老鸨说话果然算话。少年人怀中所搂的女子的确是回春楼中最好的一个。
看着这一身红衣、不停给自己倒酒的女子,银衫少年不禁笑道:“想必姑娘接过不少客人吧?”
这女子一愣,她还从未见过这样的人。
除了喝酒之外,这个俊美的男子什么都没有做。而且还问了如此奇怪的一句话。
但她随即就表现出一种可怜兮兮的样子:“哎!公子有所不知,其实小女子也是被逼于无奈。我自小家破人亡,双亲离我而去……”

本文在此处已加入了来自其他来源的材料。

//! Data models
//!
//! Shared by every service: entities, event bodies, and RPC payloads.
//! Identifiers are opaque strings assigned by the owning store.

pub mod order;
pub mod stock;

// Re-exports
pub use order::*;
pub use stock::*;
//! Message broker transport
//!
//! Point-to-point events go to a durable named queue; broadcast events go to a
//! fanout exchange where each consumer binds its own exclusive queue.
//! Consumers acknowledge manually:
//! - `ack` once the side effect is done
//! - `nack(requeue = false)` for payloads that can never be processed
//! - [`handle_retry`] for transient failures (bounded, then dead-lettered)

mod amqp;
mod consumer;
mod memory;
mod retry;

pub use amqp::AmqpBroker;
pub use consumer::{EventProcessor, ProcessResult, dispatch, run_consumer};
pub use memory::{BrokerStats, MemoryBroker};
pub use retry::{RetryError, RetryPolicy, handle_retry, retry_with_backoff};

use async_trait::async_trait;
use futures::stream::BoxStream;
use serde::Serialize;
use serde::de::DeserializeOwned;
use std::fmt;
use std::sync::Arc;
use thiserror::Error;
use tracing::Instrument;

use crate::config::{BrokerConfig, BrokerKind};
use crate::error::AppError;
use crate::telemetry::{TraceHeaders, current_trace_headers};

/// Durable queue consumed by the payment service
pub const ORDER_CREATED_EVENT: &str = "OrderCreatedEvent";
/// Fanout exchange consumed by the stock service (and future subscribers)
pub const ORDER_PAID_EVENT: &str = "OrderPaidEvent";
/// Where messages end up once their retries are exhausted
pub const DEAD_LETTER_QUEUE: &str = "dlq_main";

/// Header carrying how many times a message has been requeued
pub const RETRY_COUNT_HEADER: &str = "x-retry-count";
/// Header recording the final failure of a dead-lettered message
pub const DEATH_REASON_HEADER: &str = "x-death-reason";
/// Requeues allowed before a message is dead-lettered
pub const MAX_RETRY_COUNT: u32 = 3;

#[derive(Debug, Error)]
pub enum BrokerError {
    #[error("amqp error: {0}")]
    Amqp(#[from] lapin::Error),

    #[error("failed to encode message: {0}")]
    Encode(#[from] serde_json::Error),

    #[error("queue {0} already has a consumer")]
    AlreadyConsumed(String),

    #[error("delivery already acknowledged")]
    AlreadySettled,

    #[error("broker is closed")]
    Closed,

    #[error("gave up after {attempts} attempts: {reason}")]
    RetriesExhausted { attempts: u32, reason: String },
}

pub type BrokerResult<T> = Result<T, BrokerError>;

impl From<BrokerError> for AppError {
    fn from(e: BrokerError) -> Self {
        AppError::broker(e.to_string())
    }
}

/// Where a message is published
#[derive(Debug, Clone, PartialEq, Eq)]
pub enum Target {
    /// Named queue through the default exchange
    Queue(String),
    /// Exchange with an empty routing key (fanout)
    Exchange(String),
}

impl Target {
    pub fn queue(name: impl Into<String>) -> Self {
        Self::Queue(name.into())
    }

    pub fn exchange(name: impl Into<String>) -> Self {
        Self::Exchange(name.into())
    }
}

impl fmt::Display for Target {
    fn fmt(&self, f: &mut fmt::Formatter<'_>) -> fmt::Result {
        match self {
            Self::Queue(name) => write!(f, "queue:{name}"),
            Self::Exchange(name) => write!(f, "exchange:{name}"),
        }
    }
}

/// Outbound message: persisted body plus string headers
#[derive(Debug, Clone, Default)]
pub struct Message {
    pub body: Vec<u8>,
    pub headers: TraceHeaders,
}

/// Settles one delivery with the broker
#[async_trait]
pub trait Acknowledger: Send + Sync {
    async fn ack(&self) -> BrokerResult<()>;
    async fn nack(&self, requeue: bool) -> BrokerResult<()>;
}

/// A message received from a queue
pub struct Delivery {
    pub queue: String,
    pub body: Vec<u8>,
    pub headers: TraceHeaders,
    acker: Box<dyn Acknowledger>,
}

impl fmt::Debug for Delivery {
    fn fmt(&self, f: &mut fmt::Formatter<'_>) -> fmt::Result {
        f.debug_struct("Delivery")
            .field("queue", &self.queue)
            .field("body_len", &self.body.len())
            .field("headers", &self.headers)
            .finish()
    }
}

impl Delivery {
    pub fn new(
        queue: impl Into<String>,
        body: Vec<u8>,
        headers: TraceHeaders,
        acker: Box<dyn Acknowledger>,
    ) -> Self {
        Self {
            queue: queue.into(),
            body,
            headers,
            acker,
        }
    }

    /// Requeues already spent on this message
    pub fn retry_count(&self) -> u32 {
        self.headers
            .get(RETRY_COUNT_HEADER)
            .and_then(|v| v.parse().ok())
            .unwrap_or(0)
    }

    /// Decode the JSON body
    pub fn decode<T: DeserializeOwned>(&self) -> Result<T, serde_json::Error> {
        serde_json::from_slice(&self.body)
    }

    pub async fn ack(&self) -> BrokerResult<()> {
        self.acker.ack().await
    }

    pub async fn nack(&self, requeue: bool) -> BrokerResult<()> {
        self.acker.nack(requeue).await
    }
}

pub type DeliveryStream = BoxStream<'static, BrokerResult<Delivery>>;

#[async_trait]
pub trait Broker: Send + Sync {
    /// Durable, non-autodelete queue for point-to-point events
    async fn declare_queue(&self, name: &str) -> BrokerResult<()>;

    /// Exclusive, autodelete queue bound to a fanout exchange; returns its name
    async fn bind_fanout(&self, exchange: &str) -> BrokerResult<String>;

    /// Publish a persistent message
    async fn publish(&self, target: &Target, message: Message) -> BrokerResult<()>;

    /// Manual-ack subscription to `queue`
    async fn consume(&self, queue: &str) -> BrokerResult<DeliveryStream>;

    /// Graceful shutdown
    async fn close(&self) -> BrokerResult<()>;
}

/// Build the configured broker. Connection failure is returned to the caller (fatal at startup).
pub async fn connect(config: &BrokerConfig) -> BrokerResult<Arc<dyn Broker>> {
    Ok(match config.kind {
        BrokerKind::Memory => Arc::new(MemoryBroker::new()),
        BrokerKind::Amqp => Arc::new(AmqpBroker::connect(config).await?),
    })
}

/// Serialize `payload`, attach the current trace context, and publish with backoff
pub async fn publish_event<T: Serialize>(
    broker: &dyn Broker,
    target: &Target,
    payload: &T,
    policy: &RetryPolicy,
) -> BrokerResult<()> {
    let body = serde_json::to_vec(payload)?;
    let span = tracing::info_span!("amqp.publish", target = %target);

    async move {
        let headers = current_trace_headers();
        retry_with_backoff(policy, || {
            broker.publish(
                target,
                Message {
                    body: body.clone(),
                    headers: headers.clone(),
                },
            )
        })
        .await
        .map_err(|e| BrokerError::RetriesExhausted {
            attempts: e.attempts,
            reason: e.last.to_string(),
        })?;
        tracing::debug!(target = %target, "event published");
        Ok(())
    }
    .instrument(span)
    .await
}
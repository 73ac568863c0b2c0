use anyhow::Context;
use std::sync::Arc;
use std::time::Duration;

use shared::broker::{self, ORDER_PAID_EVENT, RetryPolicy, run_consumer};
use shared::discovery::{self, run_health_checks};
use shared::rpc::STOCK_SERVICE;
use shared::tasks::{BackgroundTasks, TaskKind};
use shared::telemetry::{LogOptions, init_logger};
use stock_service::config::{Config, ProcessorConfig};
use stock_service::consumer::OrderPaidProcessor;
use stock_service::gateway::RpcOrderGateway;
use stock_service::handler::rpc_router;
use stock_service::http::catalog_router;
use stock_service::processor::{MemoryStockProcessor, StockProcessor, StripeStockProcessor};
use stock_service::store::MemoryStockStore;

#[tokio::main]
async fn main() -> anyhow::Result<()> {
    let _ = dotenvy::dotenv();
    let telemetry = init_logger("stock-service", &LogOptions::from_env());

    let config = Config::from_env()?;

    let processor: Arc<dyn StockProcessor> = match &config.processor {
        ProcessorConfig::Memory => Arc::new(MemoryStockProcessor::new()),
        ProcessorConfig::Stripe { secret_key } => Arc::new(StripeStockProcessor::new(secret_key)?),
    };

    let registry = discovery::from_config(&config.registry)?;
    let instance_id = discovery::generate_instance_id(STOCK_SERVICE);
    registry
        .register(&instance_id, STOCK_SERVICE, &config.rpc_addr)
        .await
        .context("failed to register with the service registry")?;

    let broker = broker::connect(&config.broker)
        .await
        .context("failed to connect to the message broker")?;
    let paid_queue = broker.bind_fanout(ORDER_PAID_EVENT).await?;
    let deliveries = broker.consume(&paid_queue).await?;

    let service = stock_service::build_service(
        Arc::new(MemoryStockStore::new()),
        processor,
        Arc::new(RpcOrderGateway::new(registry.clone())),
    );

    let mut tasks = BackgroundTasks::new();
    let shutdown = tasks.shutdown_token();
    tasks.spawn(
        "registry_heartbeat",
        TaskKind::Heartbeat,
        run_health_checks(
            registry.clone(),
            instance_id.clone(),
            STOCK_SERVICE.to_string(),
            config.registry.health_interval,
            shutdown.clone(),
        ),
    );
    tasks.spawn(
        "order_paid_consumer",
        TaskKind::Consumer,
        run_consumer(
            broker.clone(),
            deliveries,
            Arc::new(OrderPaidProcessor::new(service.clone())),
            RetryPolicy::default(),
            shutdown.clone(),
        ),
    );

    let rpc_listener = tokio::net::TcpListener::bind(&config.rpc_addr)
        .await
        .with_context(|| format!("failed to bind {}", config.rpc_addr))?;
    let http_listener = tokio::net::TcpListener::bind(&config.http_addr)
        .await
        .with_context(|| format!("failed to bind {}", config.http_addr))?;
    tracing::info!(
        rpc_addr = %config.rpc_addr,
        http_addr = %config.http_addr,
        instance_id = %instance_id,
        "stock service listening"
    );

    let rpc_app = rpc_router(service.clone());
    let rpc_shutdown = shutdown.clone();
    tasks.spawn("rpc_server", TaskKind::Server, async move {
        let serve = axum::serve(rpc_listener, rpc_app)
            .with_graceful_shutdown(async move { rpc_shutdown.cancelled().await });
        if let Err(e) = serve.await {
            tracing::error!(error = %e, "rpc server error");
        }
    });

    let http_app = catalog_router(service);
    tasks.spawn("http_server", TaskKind::Server, async move {
        let serve = axum::serve(http_listener, http_app)
            .with_graceful_shutdown(async move { shutdown.cancelled().await });
        if let Err(e) = serve.await {
            tracing::error!(error = %e, "http server error");
        }
    });

    tokio::signal::ctrl_c().await?;
    tracing::info!("shutdown signal received");

    tasks.shutdown(Duration::from_secs(10)).await;
    if let Err(e) = registry.deregister(&instance_id, STOCK_SERVICE).await {
        tracing::warn!(error = %e, "failed to deregister");
    }
    if let Err(e) = broker.close().await {
        tracing::warn!(error = %e, "failed to close broker");
    }
    telemetry.shutdown();
    Ok(())
}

她滔滔不绝的讲了一大堆,少年当然是不可能去听她的“慷慨陈词”。
“既然你见了这么多男人,那么可从这些男人嘴里听说过一个人没有?”
“谁?”
“谢晓寒!”
少年之所以会问“听说”而不是“接过”,是因为他心里清楚,像谢晓寒这样的人物,绝不会随便进入这种地方。

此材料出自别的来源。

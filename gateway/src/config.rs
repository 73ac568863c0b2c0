//! Gateway configuration

use shared::config::{RegistryConfig, env_string};
use shared::error::AppResult;

#[derive(Debug, Clone)]
pub struct Config {
    /// Listen and advertised address (env: HTTP_ADDR)
    pub http_addr: String,
    /// Base URL customers are redirected to (env: GATEWAY_HTTP_ADDR)
    pub public_addr: String,
    pub registry: RegistryConfig,
}

impl Config {
    pub fn from_env() -> AppResult<Self> {
        Ok(Self {
            http_addr: env_string("HTTP_ADDR", "localhost:8080"),
            public_addr: env_string("GATEWAY_HTTP_ADDR", "http://localhost:8080"),
            registry: RegistryConfig::from_env()?,
        })
    }
}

红衣女子听后笑道:“这世间恐怕只有一种人没有听说过他。”
少年则是问道:“什么人?”
“耳朵聋的人!”
“这么说来你知道?”
“我的耳朵并不聋!”
银衫少年也笑了起来:“没想到他的名头居然如此之大!”
“可不是吗?他不仅统一了传说中的冥界,而且,听说他还勾结魔教,灭门了陈府,据说他之前就是陈府的人!这些事,公子应该也知道吧?”
少年点点头:“有所耳闻!那你知不知道个中原因?”
红衣女子想想,道:“如果我没记错的话,是因为感情纠葛。”
“哦?和谁的感情?”
“陈家大小姐陈思悦!”
少年这时皱起了眉头,始终觉得这方法有些行不通:如果真是为了得到陈思悦而灭门陈府,那必将是适得其反!陈思悦绝不可能接受灭杀自己家族的凶手!

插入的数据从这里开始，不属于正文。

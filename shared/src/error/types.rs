//! Error types and API response structures

use super::codes::ErrorCode;
use http::StatusCode;
use serde::{Deserialize, Serialize};
use serde_json::Value;
use std::collections::HashMap;
use thiserror::Error;

/// Application error with structured error code and details
///
/// The same value is produced by the service that failed, carried across the
/// RPC boundary inside an [`ApiResponse`], and rebuilt on the calling side, so
/// callers can branch on [`ErrorCode`] instead of parsing messages.
#[derive(Debug, Clone, Error)]
#[error("{message}")]
pub struct AppError {
    /// The error code identifying the type of error
    pub code: ErrorCode,
    /// Human-readable error message
    pub message: String,
    /// Optional additional details (field-level errors, context, etc.)
    pub details: Option<HashMap<String, Value>>,
}

impl AppError {
    /// Create a new error with the default message for the error code
    pub fn new(code: ErrorCode) -> Self {
        Self {
            message: code.message().to_string(),
            code,
            details: None,
        }
    }

    /// Create a new error with a custom message
    pub fn with_message(code: ErrorCode, message: impl Into<String>) -> Self {
        Self {
            code,
            message: message.into(),
            details: None,
        }
    }

    /// Add a detail entry to this error
    pub fn with_detail(mut self, key: impl Into<String>, value: impl Into<Value>) -> Self {
        self.details
            .get_or_insert_with(HashMap::new)
            .insert(key.into(), value.into());
        self
    }

    /// Get the HTTP status code for this error
    pub fn http_status(&self) -> StatusCode {
        self.code.http_status()
    }

    /// True for codes the caller can branch on without treating as an outage
    pub fn is_not_found(&self) -> bool {
        matches!(
            self.code,
            ErrorCode::NotFound | ErrorCode::OrderNotFound | ErrorCode::ItemNotFound
        )
    }

    // ==================== Convenience constructors ====================

    /// Create a not found error
    pub fn not_found(resource: impl Into<String>) -> Self {
        let r = resource.into();
        Self::with_message(ErrorCode::NotFound, format!("{} not found", r))
            .with_detail("resource", r)
    }

    /// Create an internal error
    pub fn internal(msg: impl Into<String>) -> Self {
        Self::with_message(ErrorCode::InternalError, msg)
    }

    /// Create a configuration error
    pub fn config(msg: impl Into<String>) -> Self {
        Self::with_message(ErrorCode::ConfigError, msg)
    }

    /// Create an order not found error
    pub fn order_not_found(order_id: impl Into<String>) -> Self {
        Self::new(ErrorCode::OrderNotFound).with_detail("order_id", order_id.into())
    }

    /// Create an item not found error
    pub fn item_not_found(item_id: impl Into<String>) -> Self {
        Self::new(ErrorCode::ItemNotFound).with_detail("item_id", item_id.into())
    }

    /// Create an insufficient stock error
    pub fn insufficient_stock() -> Self {
        Self::new(ErrorCode::InsufficientStock)
    }

    /// Create an external processor error
    pub fn processor(msg: impl Into<String>) -> Self {
        Self::with_message(ErrorCode::ProcessorError, msg)
    }

    /// Create a message broker error
    pub fn broker(msg: impl Into<String>) -> Self {
        Self::with_message(ErrorCode::BrokerError, msg)
    }

    /// Create a service unavailable error (no healthy instance)
    pub fn service_unavailable(service: impl Into<String>) -> Self {
        let s = service.into();
        Self::with_message(
            ErrorCode::ServiceUnavailable,
            format!("no healthy instance of {}", s),
        )
        .with_detail("service", s)
    }

    /// Create an RPC connection error
    pub fn rpc_connect(msg: impl Into<String>) -> Self {
        Self::with_message(ErrorCode::RpcConnectFailed, msg)
    }
}

/// Unified API response structure
///
/// Provides a consistent response format for all API and RPC endpoints:
/// - `code`: Error code (0 for success)
/// - `message`: Human-readable message
/// - `data`: Response payload (on success)
/// - `details`: Additional error details (on failure)
#[derive(Debug, Clone, Serialize, Deserialize)]
pub struct ApiResponse<T> {
    /// Error code (0 for success, non-zero for errors)
    #[serde(skip_serializing_if = "Option::is_none")]
    pub code: Option<u16>,
    /// Human-readable message
    pub message: String,
    /// Response data (present on success)
    #[serde(skip_serializing_if = "Option::is_none")]
    pub data: Option<T>,
    /// Additional error details (present on failure)
    #[serde(skip_serializing_if = "Option::is_none")]
    pub details: Option<HashMap<String, Value>>,
}

impl<T> ApiResponse<T> {
    /// Create a success response with data
    pub fn success(data: T) -> Self {
        Self {
            code: Some(0),
            message: "OK".to_string(),
            data: Some(data),
            details: None,
        }
    }

    /// Whether this envelope reports success
    pub fn is_success(&self) -> bool {
        matches!(self.code, None | Some(0))
    }

    /// Convert the envelope back into a result
    ///
    /// Unknown codes from a newer peer degrade to [`ErrorCode::Unknown`].
    pub fn into_result(self) -> Result<Option<T>, AppError> {
        if self.is_success() {
            return Ok(self.data);
        }
        let code = self
            .code
            .and_then(|c| ErrorCode::try_from(c).ok())
            .unwrap_or(ErrorCode::Unknown);
        Err(AppError {
            code,
            message: self.message,
            details: self.details,
        })
    }
}

impl ApiResponse<()> {
    /// Create a success response without data
    pub fn ok() -> Self {
        Self {
            code: Some(0),
            message: "OK".to_string(),
            data: None,
            details: None,
        }
    }

    /// Create an error response from an AppError
    pub fn error(err: &AppError) -> Self {
        Self {
            code: Some(err.code.code()),
            message: err.message.clone(),
            data: None,
            details: err.details.clone(),
        }
    }
}

impl<T> From<AppError> for ApiResponse<T> {
    fn from(err: AppError) -> Self {
        Self {
            code: Some(err.code.code()),
            message: err.message,
            data: None,
            details: err.details,
        }
    }
}

/// Type alias for Result with AppError
pub type AppResult<T> = Result<T, AppError>;

// ===== Axum Integration =====

impl axum::response::IntoResponse for AppError {
    fn into_response(self) -> axum::response::Response {
        use axum::Json;

        let status = self.http_status();
        let body = ApiResponse::<()>::error(&self);

        // Log system errors
        if matches!(self.code.category(), super::category::ErrorCategory::System) {
            tracing::error!(
                code = %self.code,
                message = %self.message,
                "System error occurred"
            );
        }

        (status, Json(body)).into_response()
    }
}

impl<T: Serialize> axum::response::IntoResponse for ApiResponse<T> {
    fn into_response(self) -> axum::response::Response {
        use axum::Json;

        let status = match self.code {
            None | Some(0) => StatusCode::OK,
            Some(code) => ErrorCode::try_from(code)
                .map(|c| c.http_status())
                .unwrap_or(StatusCode::INTERNAL_SERVER_ERROR),
        };

        (status, Json(self)).into_response()
    }
}

#[cfg(test)]
mod tests {
    use super::*;

    #[test]
    fn test_app_error_new() {
        let err = AppError::new(ErrorCode::OrderNotFound);
        assert_eq!(err.code, ErrorCode::OrderNotFound);
        assert_eq!(err.message, "Order not found");
        assert!(err.details.is_none());
    }

    #[test]
    fn test_app_error_with_detail() {
        let err = AppError::with_message(ErrorCode::RequiredField, "Missing required fields")
            .with_detail("field", "customerID")
            .with_detail("reason", "required");

        assert_eq!(err.code, ErrorCode::RequiredField);
        let details = err.details.unwrap();
        assert_eq!(details.get("field").unwrap(), "customerID");
        assert_eq!(details.get("reason").unwrap(), "required");
    }

    #[test]
    fn test_app_error_convenience_constructors() {
        let err = AppError::not_found("Stock item");
        assert_eq!(err.code, ErrorCode::NotFound);
        assert_eq!(err.message, "Stock item not found");

        let err = AppError::order_not_found("o-1");
        assert!(err.is_not_found());
        assert_eq!(err.details.unwrap().get("order_id").unwrap(), "o-1");

        let err = AppError::service_unavailable("stocks");
        assert_eq!(err.code, ErrorCode::ServiceUnavailable);
        assert_eq!(err.message, "no healthy instance of stocks");

        assert!(!AppError::internal("boom").is_not_found());
    }

    #[test]
    fn test_api_response_success() {
        let resp = ApiResponse::success(vec![1, 2]);
        assert!(resp.is_success());
        let json = serde_json::to_value(&resp).unwrap();
        assert_eq!(json["code"], 0);
        assert_eq!(json["data"], serde_json::json!([1, 2]));
        assert!(json.get("details").is_none());
    }

    #[test]
    fn test_api_response_error_roundtrip() {
        let err = AppError::item_not_found("item-9");
        let resp: ApiResponse<String> = err.into();
        let json = serde_json::to_string(&resp).unwrap();

        let parsed: ApiResponse<String> = serde_json::from_str(&json).unwrap();
        let back = parsed.into_result().unwrap_err();
        assert_eq!(back.code, ErrorCode::ItemNotFound);
        assert_eq!(back.message, "Item not found");
        assert_eq!(back.details.unwrap().get("item_id").unwrap(), "item-9");
    }

    #[test]
    fn test_api_response_unknown_code() {
        let resp: ApiResponse<()> = ApiResponse {
            code: Some(4999),
            message: "from the future".into(),
            data: None,
            details: None,
        };
        let err = resp.into_result().unwrap_err();
        assert_eq!(err.code, ErrorCode::Unknown);
        assert_eq!(err.message, "from the future");
    }

    #[test]
    fn test_into_response_status() {
        use axum::response::IntoResponse;

        let resp = AppError::insufficient_stock().into_response();
        assert_eq!(resp.status(), StatusCode::CONFLICT);

        let resp = ApiResponse::success("ok").into_response();
        assert_eq!(resp.status(), StatusCode::OK);
    }
}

红衣女子不解的问道:“事情的内幕早已传遍神州大地,公子怎会不知道?”
银衫少年则微微一笑:“在下来自神州以东,是属海外之地。对于这些事只知道一些皮毛,具体原因不比你们清楚!”
红衣女子又是一笑:“原来如此!但有一件事小女子却不懂?”
“不知姑娘有何不懂?”
“公子为何会关心此事?”
少年顿了一会,才答道:“在下只是觉得谢晓寒年纪轻轻,就有这般能力,一时羡慕。若有机会,希望能与他切磋一下。”
“原来公子也出自名门!”
“名门不敢当。只会一些三脚猫的本事。”
“公子太谦虚了。敢与谢晓寒讨教的年轻人,必定技艺不凡。他的本事大着呢,”说着倒了一杯酒,又接着说:“若公子能除掉谢晓寒的话,也算是为了天下做了一件善事。”
把酒递到少年面前,少年接酒后,一饮而尽。
他隐约觉得,这女子不太简单!
普通的风尘女子,绝不会是她这样的表现!
“看来谢晓寒的名声不太好!”
“因为他灭的是陈府!”
无论是谁斩杀了正道人士,名声都不会好。
尽管谢晓寒是被冤枉,可世间又有几人会信?
银衫少年觉得最多也就只能打探出这么多了,便站起了身:“我得走了!”
“走?”红衣女子惊道:“可是你还……”
她没有把话说完,就算不用说,少年人也知道她的意思。
“不必了!我还得急着赶路,就不奉陪了,告辞!”
说完放下一锭银子,转身掠出大门,消失在夜色中。